One of the most important differences between working as an independent contractor and an employee is your control over your work. You have more opportunities to let your business decisions influence your profitability.
With a business mindset, you can decide what makes the most sense for you. You can think in terms of strategies that maximize your potential.
This series of articles looks at four different types of decisions and strategies:
- The big-picture decisions you make about how you will operate your business
- Operational decisions about how and when you will work
- How to make decisions about what opportunities to accept and which to decline
- Tips to make decisions that fine-tune your earnings potential
Thinking in Terms of Business Strategies
Making Big Picture Decisions
The first set of decisions you must make relates to how you'll run your business. What kind of business will you run, and what are the overall opportunities available?
The first decision you need to make is, how much is enough? What is your time worth? This question sets a foundation for other decisions and helps you better evaluate how your business is doing.
We address whether full-time delivery work is sustainable in the gig economy. How do you decide if it's a better alternative than a traditional job?
It's easy to think we're at the mercy of the pay models. Doordash, Uber Eats, Instacart keep lowering base pay. This is the power of a business mindset: Your decisions about your business have more influence over your pay than the pay models the gig companies have.
Another major decision you have to make is whether your market is a good one for your business. This is true of any business. We look at how delivery contractors can evaluate their market and identify the opportunities and their ability to be successful.
An independent contractor's relationship with gig companies is more business-to-business than employer/employee. As a business owner your best strategy is to evaluate all of the earnings opportunities, rather than relying on only one company to keep you busy. We look at what that means.
We also have to make decisions about how we'll do business. We need to choose when and where we work and what type of opportunities to make sense. These articles look into different operational decisions you can make in your business.
Within everyone's market, there are several options as to where to position yourself, and where to seek out opportunities. We look at how delivery contractors can decide the best places to deliver.
Gig economy platforms often offer incentives to encourage contractors to get out there when demand is high. Incentives like Doordash Peak Pay and Uber Eats surges can often make delivery profitable. Unfortunately, they can also be a carrot on a stick that end up paying less than hoped.

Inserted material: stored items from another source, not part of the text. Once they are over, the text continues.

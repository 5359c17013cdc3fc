use agentstorm::error::AppResult;

fn main() -> AppResult<()> {
    agentstorm::run()
}
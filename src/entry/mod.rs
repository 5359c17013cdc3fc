mod plan;

use std::ffi::OsString;
use std::path::Path;

use clap::{ArgMatches, CommandFactory, FromArgMatches};

use crate::args::HarnessArgs;
use crate::config::DEFAULT_CONFIG_FILES;
use crate::error::AppResult;
use plan::{build_plan, execute_plan};

pub(crate) use plan::{ProbeSettings, RunSettings};

/// Environment variable clap reads the bootstrap token from.
const TOKEN_ENV: &str = "AGENTSTORM_TOKEN";

pub(crate) fn run() -> AppResult<()> {
    let Some((args, matches)) = parse_args()? else {
        return Ok(());
    };

    crate::system::logger::init_logging(args.verbose, args.no_color);

    let runtime = tokio::runtime::Builder::new_multi_thread()
        .enable_all()
        .build()?;

    runtime.block_on(run_async(args, &matches))
}

fn parse_args() -> AppResult<Option<(HarnessArgs, ArgMatches)>> {
    let mut cmd = HarnessArgs::command();
    let raw_args: Vec<OsString> = std::env::args_os().collect();

    if should_show_help(&raw_args) {
        cmd.print_help()?;
        println!();
        return Ok(None);
    }

    let matches = cmd.get_matches_from(raw_args);
    let args = HarnessArgs::from_arg_matches(&matches)?;

    Ok(Some((args, matches)))
}

/// A bare invocation prints help unless a config file or token env var
/// could make it a valid run.
fn should_show_help(raw_args: &[OsString]) -> bool {
    let treat_as_empty =
        matches!(raw_args, [] | [_]) || matches!(raw_args, [_, second] if second == "--");
    if !treat_as_empty {
        return false;
    }

    !has_default_config() && std::env::var_os(TOKEN_ENV).is_none()
}

fn has_default_config() -> bool {
    DEFAULT_CONFIG_FILES
        .iter()
        .any(|path| Path::new(path).exists())
}

async fn run_async(args: HarnessArgs, matches: &ArgMatches) -> AppResult<()> {
    let plan = build_plan(args, matches)?;
    execute_plan(plan).await
}
//! Core library for the `agentstorm` CLI.
//!
//! `agentstorm` simulates a fleet of agents speaking a length-prefixed JSON
//! protocol over TCP or TLS. Every agent authenticates, then submits event
//! batches one at a time at its share of a shared rate budget while a
//! scenario controller steps that budget through warm-up, ramp, spike, settle
//! and soak phases and measures confirm latency and errors per window.
//!
//! The primary interface is the command-line application; the library
//! modules are public so the harness can be driven programmatically through
//! [`harness::Harness`] and [`harness::HarnessHandle`].
pub mod agent;
pub mod args;
pub mod config;
pub mod error;
pub mod harness;
pub mod scenario;
pub mod shutdown;
pub mod state;
pub mod transport;
pub mod wire;

mod app;
mod entry;
mod system;

#[cfg(feature = "fuzzing")]
pub mod fuzzing;

#[cfg(test)]
mod test_support;

/// Parses the command line, then runs the selected scenario or probe.
///
/// # Errors
///
/// Returns an error for invalid arguments or config, a failed results export,
/// or an incomplete probe.
pub fn run() -> error::AppResult<()> {
    entry::run()
}
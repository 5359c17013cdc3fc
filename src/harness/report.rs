use std::collections::BTreeMap;

use crate::agent::AgentOutcome;
use crate::error::FailureKind;
use crate::scenario::ScenarioSummary;

/// Everything a finished run hands back to the caller.
#[derive(Debug, Clone)]
pub struct RunReport {
    pub summary: ScenarioSummary,
    pub agents: usize,
    pub events_per_batch: usize,
    pub approved: usize,
    pub outcomes: Vec<AgentOutcome>,
    /// Agents still running when the drain grace ran out.
    pub aborted: usize,
}

impl RunReport {
    #[must_use]
    pub fn batches_sent(&self) -> u64 {
        self.outcomes
            .iter()
            .fold(0u64, |total, outcome| total.saturating_add(outcome.batches_sent))
    }

    #[must_use]
    pub fn batches_confirmed(&self) -> u64 {
        self.outcomes
            .iter()
            .fold(0u64, |total, outcome| total.saturating_add(outcome.batches_confirmed))
    }

    /// Failed agents grouped by failure kind.
    #[must_use]
    pub fn failures(&self) -> BTreeMap<&'static str, usize> {
        let mut counts = BTreeMap::new();
        for kind in self.outcomes.iter().filter_map(|outcome| outcome.failure) {
            let count = counts.entry(FailureKind::as_str(kind)).or_insert(0usize);
            *count = count.saturating_add(1);
        }
        counts
    }
}
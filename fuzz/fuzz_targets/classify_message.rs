#![no_main]

use agentstorm::wire::Inbound;
use libfuzzer_sys::fuzz_target;

fuzz_target!(|data: &[u8]| {
    if let Ok(input) = std::str::from_utf8(data) {
        match agentstorm::fuzzing::classify_input(input) {
            Inbound::Confirm => debug_assert!(agentstorm::wire::is_confirm(input)),
            Inbound::AuthApproved => debug_assert!(agentstorm::wire::is_auth_approved(input)),
            Inbound::Unrecognized => {}
        }
    }
});
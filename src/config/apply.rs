use clap::ArgMatches;
use clap::parser::ValueSource;

use crate::args::parsers::{
    ensure_fraction, ensure_nonzero_duration, ensure_positive_f64, ensure_ratio,
};
use crate::args::{HarnessArgs, PositiveUsize};
use crate::error::{AppError, AppResult, ConfigError, ValidationError};

use super::types::{ConfigFile, DurationValue};

/// Applies configuration values to CLI arguments. Values that came from the
/// command line (or, for the token, the environment) are kept.
///
/// # Errors
///
/// Returns an error when a config value that would be applied is invalid.
pub fn apply_config(
    args: &mut HarnessArgs,
    matches: &ArgMatches,
    config: &ConfigFile,
) -> AppResult<()> {
    let layer = Layer { matches };

    layer.set("host", &mut args.host, config.host.as_ref(), |host| {
        if host.trim().is_empty() {
            return Err(invalid("host", ValidationError::EmptyHost));
        }
        Ok(host.clone())
    })?;
    layer.set("port", &mut args.port, config.port, Ok)?;
    if !layer.is_explicit("token")
        && let Some(token) = config.token.as_ref()
    {
        args.token = Some(token.clone());
    }
    layer.set("no_tls", &mut args.no_tls, config.no_tls, Ok)?;
    layer.set("agents", &mut args.agents, config.agents, |value| {
        positive_usize(value, "agents")
    })?;
    layer.set(
        "event_batch",
        &mut args.event_batch,
        config.event_batch,
        |value| positive_usize(value, "event_batch"),
    )?;
    layer.set("target_eps", &mut args.target_eps, config.target_eps, |value| {
        field("target_eps", ensure_positive_f64(value))
    })?;
    layer.set("scenario", &mut args.scenario, config.scenario, Ok)?;

    if !is_cli(matches, "warmup")
        && let Some(warmup) = config.warmup.as_ref()
    {
        args.warmup = Some(hold(warmup, "warmup")?);
    }
    layer.set(
        "warmup_fraction",
        &mut args.warmup_fraction,
        config.warmup_fraction,
        |value| field("warmup_fraction", ensure_fraction(value)),
    )?;

    layer.set(
        "step_window",
        &mut args.step_window,
        config.step_window.as_ref(),
        |value| interval(value, "step_window"),
    )?;
    layer.set(
        "step_increase",
        &mut args.step_increase,
        config.step_increase,
        |value| field("step_increase", ensure_positive_f64(value)),
    )?;
    layer.set("max_steps", &mut args.max_steps, config.max_steps, |value| {
        positive_usize(value, "max_steps")
    })?;

    layer.set("slo_p95", &mut args.slo_p95, config.slo_p95.as_ref(), |value| {
        interval(value, "slo_p95")
    })?;
    layer.set(
        "slo_error_rate",
        &mut args.slo_error_rate,
        config.slo_error_rate,
        |value| field("slo_error_rate", ensure_ratio(value)),
    )?;
    if !is_cli(matches, "min_throughput_ratio")
        && let Some(ratio) = config.min_throughput_ratio
    {
        args.min_throughput_ratio = Some(field("min_throughput_ratio", ensure_ratio(ratio))?);
    }
    layer.set("breach_mode", &mut args.breach_mode, config.breach_mode, Ok)?;

    layer.set("spikes", &mut args.spikes, config.spikes, |value| {
        positive_usize(value, "spikes")
    })?;
    layer.set(
        "spike_multiplier",
        &mut args.spike_multiplier,
        config.spike_multiplier,
        |value| field("spike_multiplier", ensure_positive_f64(value)),
    )?;
    layer.set(
        "spike_hold",
        &mut args.spike_hold,
        config.spike_hold.as_ref(),
        |value| hold(value, "spike_hold"),
    )?;
    layer.set(
        "spike_recover_fraction",
        &mut args.spike_recover_fraction,
        config.spike_recover_fraction,
        |value| field("spike_recover_fraction", ensure_fraction(value)),
    )?;
    layer.set(
        "spike_recover_hold",
        &mut args.spike_recover_hold,
        config.spike_recover_hold.as_ref(),
        |value| hold(value, "spike_recover_hold"),
    )?;
    layer.set(
        "settle_hold",
        &mut args.settle_hold,
        config.settle_hold.as_ref(),
        |value| hold(value, "settle_hold"),
    )?;

    layer.set(
        "soak_fraction",
        &mut args.soak_fraction,
        config.soak_fraction,
        |value| field("soak_fraction", ensure_fraction(value)),
    )?;
    layer.set(
        "soak_duration",
        &mut args.soak_duration,
        config.soak_duration.as_ref(),
        |value| hold(value, "soak_duration"),
    )?;
    layer.set(
        "soak_log_interval",
        &mut args.soak_log_interval,
        config.soak_log_interval.as_ref(),
        |value| interval(value, "soak_log_interval"),
    )?;
    layer.set(
        "soak_low_rate_ratio",
        &mut args.soak_low_rate_ratio,
        config.soak_low_rate_ratio,
        |value| field("soak_low_rate_ratio", ensure_ratio(value)),
    )?;

    layer.set(
        "settle_delay",
        &mut args.settle_delay,
        config.settle_delay.as_ref(),
        |value| hold(value, "settle_delay"),
    )?;
    layer.set(
        "start_stagger",
        &mut args.start_stagger,
        config.start_stagger.as_ref(),
        |value| hold(value, "start_stagger"),
    )?;
    layer.set(
        "drain_grace",
        &mut args.drain_grace,
        config.drain_grace.as_ref(),
        |value| hold(value, "drain_grace"),
    )?;
    layer.set(
        "ready_timeout",
        &mut args.ready_timeout,
        config.ready_timeout.as_ref(),
        |value| hold(value, "ready_timeout"),
    )?;

    layer.set(
        "auth_attempts",
        &mut args.auth_attempts,
        config.auth_attempts,
        |value| positive_usize(value, "auth_attempts"),
    )?;
    layer.set(
        "confirm_attempts",
        &mut args.confirm_attempts,
        config.confirm_attempts,
        |value| positive_usize(value, "confirm_attempts"),
    )?;
    layer.set(
        "max_frame_bytes",
        &mut args.max_frame_bytes,
        config.max_frame_bytes,
        |value| positive_usize(value, "max_frame_bytes"),
    )?;
    layer.set(
        "latency_samples",
        &mut args.latency_samples,
        config.latency_samples,
        |value| positive_usize(value, "latency_samples"),
    )?;

    if !is_cli(matches, "save_to")
        && let Some(path) = config.save_to.as_ref()
    {
        args.save_to = Some(path.clone());
    }

    Ok(())
}

struct Layer<'matches> {
    matches: &'matches ArgMatches,
}

impl Layer<'_> {
    /// Overwrites `target` with the converted config value unless the
    /// command line already set it.
    fn set<T, V>(
        &self,
        name: &str,
        target: &mut T,
        value: Option<V>,
        convert: impl FnOnce(V) -> AppResult<T>,
    ) -> AppResult<()> {
        if is_cli(self.matches, name) {
            return Ok(());
        }
        if let Some(value) = value {
            *target = convert(value)?;
        }
        Ok(())
    }

    fn is_explicit(&self, name: &str) -> bool {
        matches!(
            self.matches.value_source(name),
            Some(ValueSource::CommandLine | ValueSource::EnvVariable)
        )
    }
}

fn is_cli(matches: &ArgMatches, name: &str) -> bool {
    matches.value_source(name) == Some(ValueSource::CommandLine)
}

fn invalid(name: &str, source: ValidationError) -> AppError {
    AppError::config(ConfigError::InvalidField {
        field: name.to_owned(),
        source,
    })
}

fn field<T>(name: &str, result: Result<T, ValidationError>) -> AppResult<T> {
    result.map_err(|source| invalid(name, source))
}

fn positive_usize(value: usize, name: &str) -> AppResult<PositiveUsize> {
    PositiveUsize::try_from(value).map_err(|err| {
        AppError::config(ConfigError::FieldMustBePositive {
            field: name.to_owned(),
            source: err,
        })
    })
}

/// Duration that may be zero to skip a phase.
fn hold(value: &DurationValue, name: &str) -> AppResult<std::time::Duration> {
    field(name, value.to_duration())
}

/// Duration that must be positive.
fn interval(value: &DurationValue, name: &str) -> AppResult<std::time::Duration> {
    field(name, value.to_duration().and_then(ensure_nonzero_duration))
}
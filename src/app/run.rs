use std::sync::Arc;

use tracing::{error, info};

use crate::entry::RunSettings;
use crate::error::AppResult;
use crate::harness::{Harness, RunReport};
use crate::shutdown::{shutdown_channel, wait_for_shutdown};
use crate::system::shutdown_handlers::setup_signal_shutdown_handler;
use crate::system::{selection_lines, summary_lines};
use crate::transport::{Connector, TcpConnector};

use super::export::append_csv;

/// Runs the selected scenario against the configured endpoint, prints the
/// summary and appends the results row when asked to.
pub(crate) async fn run_scenario(settings: RunSettings) -> AppResult<RunReport> {
    let connector: Arc<dyn Connector> =
        Arc::new(TcpConnector::new(settings.endpoint.clone(), settings.use_tls)?);
    for line in selection_lines(&settings) {
        info!("{}", line);
    }

    let harness = Harness::new(
        settings.harness.clone(),
        settings.plan.clone(),
        connector,
    );
    let handle = harness.handle();

    let (signal_tx, mut signal_rx) = shutdown_channel();
    let signal_task = setup_signal_shutdown_handler(&signal_tx);
    let bridge_task = tokio::spawn(async move {
        wait_for_shutdown(&mut signal_rx).await;
        if !handle.stop() {
            tracing::debug!("Harness already finished");
        }
    });

    let report = harness.run().await;
    signal_task.abort();
    bridge_task.abort();

    for line in summary_lines(&report) {
        println!("{}", line);
    }

    if let Some(path) = settings.save_to.as_deref() {
        match append_csv(path, &report).await {
            Ok(()) => info!("Results appended to {}", path.display()),
            Err(err) => {
                error!("Failed to write results to {}: {}", path.display(), err);
                return Err(err.into());
            }
        }
    }
    Ok(report)
}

We examine how to determine when those incentives make sense.
Delivery companies will often provide a map of hotspots where they recommend you hang out. We examine their motivation behind those hotspot maps and how you can make your own decisions about where to position yourself for better delivery offers.
Does it make sense to work multiple applications at the same time? Is it allowable? What is the best way to juggle offers from several companies at the same time?
Gig economy companies cannot tell you how to do your job. However, they can expect you to complete the orders that you agree to do. We look at how gig companies look at contract violations and what contractors can do to keep their delivery relationships intact.
Gig economy companies are known for suddenly deactivating drivers' contracts, often without explanation. We talk about things drivers can do to avoid deactivation and how to respond if you are deactivated.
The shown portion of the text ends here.